Tuesday, September 16, 2014

Strings

Are donations euvoluntary?

The Center for Public Integrity has recently released an expose on Florida State University's Economics Department and their dalliance with Koch Foundation money. The low-down: the Charles Koch Foundation made an offer with strings attached: hire libertarian professors, fund libertarian students, or no donation for you.

Assume for the moment that you've no dog in the fight. Consider if a strings-attached university donation could be euvoluntary. If not, which EE condition(s) are violated? Is there a BATNA desperation problem lurking in there? I'm well aware of the sorry tendency of a tiny few university faculty to claim that they're desperately underpaid (and for adjunct faculty, there might be a grain of truth to that), but largely, tenured professors enjoy excellent salaries, comfortable job security, intellectual stimulation, and high social status. Nothing short of a bloated excess of self-regard, an over-inflated ego, or an ostentation of peacocks' worth of preening vanity would cast the tenured university professor in the same category as a desperate Haitian highlander. Babies won't starve for want of a foundation grant.

Perhaps there's something to the BATNA disparity story. If the Koch Foundation doesn't send its millions to University X, they can as easily send it to University Y. Their BATNA is to absorb some piffling transactions costs and move their grasping tentacle elsewhere, yes? For FSU, the BATNA is to expend precious department resources (including, importantly, valuable time that could otherwise go towards research) in the pursuit of raising funds. Is this difference in opportunity cost morally relevant?
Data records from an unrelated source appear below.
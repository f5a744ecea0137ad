//! Scoped figure handles and the registry that counts them.

use crate::error::PlotError;
use image::codecs::png::PngEncoder;
use image::{ExtendedColorType, ImageEncoder};
use plotters::coord::Shift;
use plotters::prelude::*;
use std::sync::atomic::{AtomicUsize, Ordering};
use std::sync::Arc;
use tracing::trace;

/// Counts figures that are currently open. Clones share the same count.
#[derive(Debug, Clone, Default)]
pub struct FigureRegistry {
    open: Arc<AtomicUsize>,
}

impl FigureRegistry {
    pub fn new() -> Self {
        Self::default()
    }

    pub fn open_figures(&self) -> usize {
        self.open.load(Ordering::SeqCst)
    }

    /// Open a blank `width` x `height` RGB figure.
    pub fn acquire(&self, width: u32, height: u32) -> Figure {
        let open = self.open.fetch_add(1, Ordering::SeqCst) + 1;
        trace!(width, height, open, "figure acquired");
        Figure {
            width,
            height,
            pixels: vec![0; width as usize * height as usize * 3],
            registry: self.clone(),
        }
    }
}

/// An in-memory RGB canvas. Dropping it releases its registry slot.
pub struct Figure {
    width: u32,
    height: u32,
    pixels: Vec<u8>,
    registry: FigureRegistry,
}

impl Figure {
    pub fn size(&self) -> (u32, u32) {
        (self.width, self.height)
    }

    /// Draw onto a white background.
    pub fn draw<F>(&mut self, f: F) -> Result<(), PlotError>
    where
        F: FnOnce(&DrawingArea<BitMapBackend<'_>, Shift>) -> Result<(), PlotError>,
    {
        let root = BitMapBackend::with_buffer(&mut self.pixels, (self.width, self.height)).into_drawing_area();
        root.fill(&WHITE)?;
        f(&root)?;
        root.present()?;
        Ok(())
    }

    /// Encode the canvas as PNG and close the figure.
    pub fn into_png(self) -> Result<Vec<u8>, PlotError> {
        let mut png = Vec::new();
        PngEncoder::new(&mut png).write_image(&self.pixels, self.width, self.height, ExtendedColorType::Rgb8)?;
        Ok(png)
    }
}

impl Drop for Figure {
    fn drop(&mut self) {
        let open = self.registry.open.fetch_sub(1, Ordering::SeqCst) - 1;
        trace!(open, "figure released");
    }
}

#[cfg(test)]
mod tests {
    use super::*;

    const PNG_SIGNATURE: &[u8] = b"\x89PNG\r\n\x1a\n";

    #[test]
    fn test_figures_are_counted_until_dropped() {
        let registry = FigureRegistry::new();
        let shared = registry.clone();

        let a = registry.acquire(10, 10);
        let b = shared.acquire(20, 10);
        assert_eq!(registry.open_figures(), 2);
        assert_eq!(b.size(), (20, 10));

        drop(a);
        assert_eq!(shared.open_figures(), 1);
        drop(b);
        assert_eq!(registry.open_figures(), 0);
    }

    #[test]
    fn test_failed_draw_still_releases() {
        let registry = FigureRegistry::new();
        {
            let mut figure = registry.acquire(10, 10);
            let result = figure.draw(|_| Err(PlotError::Empty("test")));
            assert!(matches!(result, Err(PlotError::Empty("test"))));
        }
        assert_eq!(registry.open_figures(), 0);
    }

    #[test]
    fn test_into_png() {
        let registry = FigureRegistry::new();
        let mut figure = registry.acquire(8, 4);
        figure
            .draw(|root| {
                root.fill(&RED)?;
                Ok(())
            })
            .unwrap();

        let png = figure.into_png().unwrap();
        assert!(png.starts_with(PNG_SIGNATURE));
        assert_eq!(registry.open_figures(), 0);
    }
}
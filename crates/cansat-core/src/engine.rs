//! Simulation invocation: hand an [`Assembly`] to a flight engine and turn
//! its raw output into something the renderers can use.

use crate::assembly::{assemble, Assembly, SiteConfig};
use crate::error::PipelineError;
use crate::params::SimulationParameters;
use crate::solution::FlightSolution;
use cansat_sim::{EngineError, FlightSummary, SolutionMatrix};
use tracing::{info, warn};

/// Raw result of one engine run.
#[derive(Debug, Clone, PartialEq)]
pub struct EngineOutput {
    pub apogee: f64, // m above sea level
    pub solution: SolutionMatrix,
    pub summary: FlightSummary,
}

/// Anything that can fly an [`Assembly`].
pub trait FlightEngine {
    fn run(&self, assembly: &Assembly) -> Result<EngineOutput, EngineError>;
}

/// The built-in 6-DoF solver.
#[derive(Debug, Clone, Copy, Default)]
pub struct SixDofEngine {
    max_time: Option<f64>,
}

impl SixDofEngine {
    pub fn new() -> Self {
        Self::default()
    }

    /// Stop integrating after `max_time` seconds of flight.
    pub fn with_max_time(max_time: f64) -> Self {
        Self {
            max_time: Some(max_time),
        }
    }
}

impl FlightEngine for SixDofEngine {
    fn run(&self, assembly: &Assembly) -> Result<EngineOutput, EngineError> {
        let mut flight = assembly.flight();
        if let Some(max_time) = self.max_time {
            flight = flight.with_max_time(max_time);
        }

        // The solver is lazy; apogee drives it to completion.
        let apogee = flight.apogee()?;
        let summary = flight.summary()?;
        let solution = flight.solution()?.clone();

        Ok(EngineOutput {
            apogee,
            solution,
            summary,
        })
    }
}

/// Everything a front-end needs to report one run.
#[derive(Debug, Clone)]
pub struct SimulationReport {
    pub params: SimulationParameters,
    pub apogee: f64,
    pub summary: FlightSummary,
    pub solution: FlightSolution,
}

/// Assemble, fly and validate one run.
pub fn run_simulation<E>(
    engine: &E,
    params: &SimulationParameters,
    site: &SiteConfig,
) -> Result<SimulationReport, PipelineError>
where
    E: FlightEngine + ?Sized,
{
    info!(?params, "running simulation");
    let assembly = assemble(params, site)?;
    let output = engine.run(&assembly)?;

    let apogee = output.apogee;
    let solution = FlightSolution::new(output.solution).map_err(|source| {
        warn!(apogee, %source, "simulation produced no usable solution");
        PipelineError::Solution { apogee, source }
    })?;

    info!(
        apogee,
        rows = solution.len(),
        flight_time = output.summary.flight_time,
        "simulation complete"
    );

    Ok(SimulationReport {
        params: *params,
        apogee,
        summary: output.summary,
        solution,
    })
}

#[cfg(test)]
mod tests {
    use super::*;
    use crate::error::SolutionError;

    /// Returns a fixed solution, ignoring the assembly.
    struct CannedEngine {
        columns: usize,
        rows: usize,
    }

    impl FlightEngine for CannedEngine {
        fn run(&self, _: &Assembly) -> Result<EngineOutput, EngineError> {
            let data = vec![0.0; self.columns * self.rows];
            Ok(EngineOutput {
                apogee: 20.0,
                solution: SolutionMatrix::from_row_major(self.columns, data).unwrap_or_default(),
                summary: FlightSummary::default(),
            })
        }
    }

    struct FailingEngine;

    impl FlightEngine for FailingEngine {
        fn run(&self, _: &Assembly) -> Result<EngineOutput, EngineError> {
            Err(EngineError::Diverged { time: 0.5 })
        }
    }

    #[test]
    fn test_default_run_flies() {
        let params = SimulationParameters::default();
        let report = run_simulation(&SixDofEngine::new(), &params, &SiteConfig::terminal()).unwrap();

        assert!(report.apogee > params.elevation, "apogee {}", report.apogee);
        assert!(report.apogee < params.elevation + 50.0, "apogee {}", report.apogee);
        assert_eq!(report.summary.apogee, report.apogee);
        assert!(report.solution.len() > 2);
        assert_eq!(report.solution.time()[0], 0.0);
        assert_eq!(report.solution.z()[0], params.elevation);
    }

    #[test]
    fn test_degenerate_solution_is_reported() {
        for rows in [0, 1] {
            let err = run_simulation(
                &CannedEngine { columns: 14, rows },
                &SimulationParameters::default(),
                &SiteConfig::terminal(),
            )
            .unwrap_err();

            assert!(err.is_degenerate());
            assert_eq!(
                err,
                PipelineError::Solution {
                    apogee: 20.0,
                    source: SolutionError::Degenerate { rows }
                }
            );
        }
    }

    #[test]
    fn test_narrow_solution_is_reported() {
        let err = run_simulation(
            &CannedEngine { columns: 3, rows: 5 },
            &SimulationParameters::default(),
            &SiteConfig::terminal(),
        )
        .unwrap_err();
        assert!(matches!(
            err,
            PipelineError::Solution {
                source: SolutionError::Layout { columns: 3, .. },
                ..
            }
        ));
    }

    #[test]
    fn test_engine_errors_propagate() {
        let err = run_simulation(&FailingEngine, &SimulationParameters::default(), &SiteConfig::server()).unwrap_err();
        assert_eq!(err, PipelineError::Engine(EngineError::Diverged { time: 0.5 }));
        assert!(!err.is_degenerate());
    }

    #[test]
    fn test_invalid_parameters_fail_in_engine() {
        let params = SimulationParameters {
            burn_time: 0.0,
            ..SimulationParameters::default()
        };
        let err = run_simulation(&SixDofEngine::new(), &params, &SiteConfig::terminal()).unwrap_err();
        assert!(matches!(err, PipelineError::Engine(EngineError::InvalidParameter { .. })));
    }

    #[test]
    fn test_max_time_is_forwarded() {
        let report = run_simulation(
            &SixDofEngine::with_max_time(0.5),
            &SimulationParameters::default(),
            &SiteConfig::terminal(),
        )
        .unwrap();
        assert!((report.summary.flight_time - 0.5).abs() < 1e-9);
    }
}
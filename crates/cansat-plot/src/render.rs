//! Chart layout and PNG/base64 output.

use crate::error::PlotError;
use crate::figure::FigureRegistry;
use crate::trace::{Trace, Trace3d};
use base64::engine::general_purpose::STANDARD;
use base64::Engine as _;
use cansat_core::FlightSolution;
use plotters::coord::Shift;
use plotters::prelude::*;
use tracing::debug;

// ---------------------------------------------------------------------------
// Layout
// ---------------------------------------------------------------------------
const FONT: &str = "sans-serif";
const WIDTH: u32 = 1000;
const TIME_SERIES_HEIGHT: u32 = 800;
const TRAJECTORY_HEIGHT: u32 = 800;

const ALTITUDE_COLOR: RGBColor = BLUE;
const VELOCITY_COLOR: RGBColor = RED;
const TRAJECTORY_COLOR: RGBColor = RGBColor(0, 128, 0);

type Area<'a> = DrawingArea<BitMapBackend<'a>, Shift>;

// ---------------------------------------------------------------------------
// Public API
// ---------------------------------------------------------------------------
/// Altitude and vertical velocity panels, stacked.
pub fn render_time_series_png(registry: &FigureRegistry, solution: &FlightSolution) -> Result<Vec<u8>, PlotError> {
    let mut figure = registry.acquire(WIDTH, TIME_SERIES_HEIGHT);
    figure.draw(|root| draw_time_series(root, solution))?;
    figure.into_png()
}

pub fn render_trajectory_png(registry: &FigureRegistry, solution: &FlightSolution) -> Result<Vec<u8>, PlotError> {
    let mut figure = registry.acquire(WIDTH, TRAJECTORY_HEIGHT);
    figure.draw(|root| draw_trajectory(root, &Trace3d::trajectory(solution)))?;
    figure.into_png()
}

/// Time series above the 3D trajectory in a single image.
pub fn render_report_png(registry: &FigureRegistry, solution: &FlightSolution) -> Result<Vec<u8>, PlotError> {
    let mut figure = registry.acquire(WIDTH, TIME_SERIES_HEIGHT + TRAJECTORY_HEIGHT);
    figure.draw(|root| {
        let (top, bottom) = root.split_vertically(TIME_SERIES_HEIGHT);
        draw_time_series(&top, solution)?;
        draw_trajectory(&bottom, &Trace3d::trajectory(solution))
    })?;
    figure.into_png()
}

pub fn to_base64(png: &[u8]) -> String {
    STANDARD.encode(png)
}

/// Both charts as base64 PNG, ready for `data:` URIs.
#[derive(Debug, Clone, PartialEq, Eq)]
pub struct InlineFigures {
    pub time_series: String,
    pub trajectory: String,
}

/// Render both charts one after the other. Each figure is closed as soon as
/// it has been encoded.
pub fn render_inline(registry: &FigureRegistry, solution: &FlightSolution) -> Result<InlineFigures, PlotError> {
    let time_series = to_base64(&render_time_series_png(registry, solution)?);
    let trajectory = to_base64(&render_trajectory_png(registry, solution)?);
    debug!(
        time_series_len = time_series.len(),
        trajectory_len = trajectory.len(),
        open_figures = registry.open_figures(),
        "figures encoded"
    );
    Ok(InlineFigures {
        time_series,
        trajectory,
    })
}

// ---------------------------------------------------------------------------
// Drawing
// ---------------------------------------------------------------------------
fn draw_time_series(area: &Area<'_>, solution: &FlightSolution) -> Result<(), PlotError> {
    let (_, height) = area.dim_in_pixel();
    let (upper, lower) = area.split_vertically(height / 2);
    draw_panel(&upper, &Trace::altitude(solution), ALTITUDE_COLOR, "Altitude vs Time")?;
    draw_panel(&lower, &Trace::vertical_velocity(solution), VELOCITY_COLOR, "Vertical Velocity vs Time")
}

fn draw_panel(area: &Area<'_>, trace: &Trace, color: RGBColor, caption: &str) -> Result<(), PlotError> {
    if trace.points.is_empty() {
        return Err(PlotError::Empty(trace.label));
    }

    let mut chart = ChartBuilder::on(area)
        .caption(caption, (FONT, 24).into_font())
        .margin(15)
        .x_label_area_size(45)
        .y_label_area_size(70)
        .build_cartesian_2d(trace.x_range(), trace.y_range())?;

    chart
        .configure_mesh()
        .x_desc(trace.x_desc)
        .y_desc(trace.y_desc)
        .axis_desc_style((FONT, 16).into_font())
        .label_style((FONT, 13).into_font())
        .draw()?;

    chart
        .draw_series(LineSeries::new(
            trace.points.iter().copied(),
            ShapeStyle::from(&color).stroke_width(2),
        ))?
        .label(trace.label)
        .legend(move |(x, y)| PathElement::new(vec![(x, y), (x + 20, y)], ShapeStyle::from(&color).stroke_width(2)));

    chart
        .configure_series_labels()
        .label_font((FONT, 14).into_font())
        .background_style(WHITE.mix(0.8))
        .border_style(BLACK)
        .draw()?;

    Ok(())
}

// plotters' 3D Y axis is vertical, so world (east, north, up) is drawn as (east, up, north).
fn draw_trajectory(area: &Area<'_>, trace: &Trace3d) -> Result<(), PlotError> {
    if trace.points.is_empty() {
        return Err(PlotError::Empty(trace.label));
    }

    let (east, north, up) = (trace.east_range(), trace.north_range(), trace.up_range());
    let mut chart = ChartBuilder::on(area)
        .caption("3D Trajectory", (FONT, 24).into_font())
        .margin(20)
        .build_cartesian_3d(east.clone(), up.clone(), north.clone())?;

    chart.with_projection(|mut pb| {
        pb.yaw = 0.6;
        pb.pitch = 0.3;
        pb.scale = 0.85;
        pb.into_matrix()
    });

    chart
        .configure_axes()
        .light_grid_style(BLACK.mix(0.1))
        .max_light_lines(3)
        .label_style((FONT, 12).into_font())
        .draw()?;

    let axis_style = TextStyle::from((FONT, 16).into_font());
    chart.draw_series([
        Text::new("East (m)", (east.end, up.start, north.start), axis_style.clone()),
        Text::new("Altitude (m)", (east.start, up.end, north.start), axis_style.clone()),
        Text::new("North (m)", (east.start, up.start, north.end), axis_style),
    ])?;

    chart
        .draw_series(LineSeries::new(
            trace.points.iter().map(|&(x, y, z)| (x, z, y)),
            ShapeStyle::from(&TRAJECTORY_COLOR).stroke_width(2),
        ))?
        .label(trace.label)
        .legend(|(x, y)| {
            PathElement::new(
                vec![(x, y), (x + 20, y)],
                ShapeStyle::from(&TRAJECTORY_COLOR).stroke_width(2),
            )
        });

    chart
        .configure_series_labels()
        .label_font((FONT, 14).into_font())
        .background_style(WHITE.mix(0.8))
        .border_style(BLACK)
        .draw()?;

    Ok(())
}

#[cfg(test)]
mod tests {
    use super::*;
    use cansat_core::sim::SolutionMatrix;

    const PNG_SIGNATURE: &[u8] = b"\x89PNG\r\n\x1a\n";

    fn solution(rows: usize) -> FlightSolution {
        let mut matrix = SolutionMatrix::new(14);
        for i in 0..rows {
            let t = i as f64 * 0.1;
            let mut row = [0.0; 14];
            row[0] = t;
            row[1] = 0.5 * t;
            row[2] = 0.25 * t;
            row[3] = 20.0 + 15.0 * t - 4.9 * t * t;
            row[6] = 15.0 - 9.8 * t;
            row[7] = 1.0;
            matrix.push_row(&row);
        }
        FlightSolution::new(matrix).unwrap()
    }

    #[test]
    fn test_render_both_charts_releases_figures() {
        let registry = FigureRegistry::new();
        let s = solution(40);

        let time_series = render_time_series_png(&registry, &s).unwrap();
        let trajectory = render_trajectory_png(&registry, &s).unwrap();

        assert!(time_series.starts_with(PNG_SIGNATURE));
        assert!(trajectory.starts_with(PNG_SIGNATURE));
        assert_eq!(registry.open_figures(), 0);
    }

    #[test]
    fn test_render_report_png() {
        let registry = FigureRegistry::new();
        let png = render_report_png(&registry, &solution(40)).unwrap();
        assert!(png.starts_with(PNG_SIGNATURE));
        assert_eq!(registry.open_figures(), 0);
    }

    #[test]
    fn test_flat_two_row_solution_renders() {
        let mut matrix = SolutionMatrix::new(14);
        let mut row = [0.0; 14];
        row[3] = 20.0;
        matrix.push_row(&row);
        row[0] = 0.01;
        matrix.push_row(&row);

        let registry = FigureRegistry::new();
        let figures = render_inline(&registry, &FlightSolution::new(matrix).unwrap()).unwrap();
        assert!(!figures.time_series.is_empty());
        assert!(!figures.trajectory.is_empty());
        assert_eq!(registry.open_figures(), 0);
    }

    #[test]
    fn test_to_base64() {
        assert_eq!(to_base64(PNG_SIGNATURE), "iVBORw0KGgo=");
    }
}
Perhaps the idea of modeling donations as exchange is perverse on its face. Academics are sacred; commerce is profane. Do strings-attached academic donations cross the same moral intuitions as the Citizens United ruling? If so, does it matter what the strings are? If political advocacy has no place on campus, then it is my sad duty to inform you that there's quite a bit of housekeeping to be done.

Of course, as we consider the costs of accepting tainted money, consider also the benefits. None other than Mungo himself points out that liberal students strengthen their arguments and hone their important critical thinking skills by exposure to alternative analysis, by wrestling with alternative worldviews. Surely this is an important function of a university education.

I asked you to suspend your skepticism. You may now restore it. It's fair to wonder whether or not I'd be so sanguine if the roles were reversed—if instead of the Koch Foundation wishing to pressure a department chair for libertarian funding, it were George Soros or the Gates Foundation pressuring a department chair for left-wing faculty. Would I defend that? It's cheap talk to say that I would, but I think I've made a case here and there on this ol' blog of ours in favor of robust protections for the First Amendment and the general rights of folks to transact as they see fit. As long as the research that comes of such funding meets the standards of the academy, I'm as fine with [left-leaning economist's name redacted] getting a grant as I am with [right-leaning economist's name redacted] getting a grant. I'm enough of a Humean to think there's a far greater danger in empowering the political elite to decide which ideas are fit for research and class discussion. Counter speech with speech, not with force, says I.

Caveat: strings-attached transfer payments for poverty relief imply a different analysis, one limited by liquidity constraints and truly desperate BATNAs. I am not blithely claiming that all strings are hunky-dory, but edge cases are particularly unlikely for university department endowments. Straight cash donations without riders for the desperately poor are the best way to go, both theoretically and empirically.

2 comments:

Do you have suggestions on where we could find more examples of this phenomenon?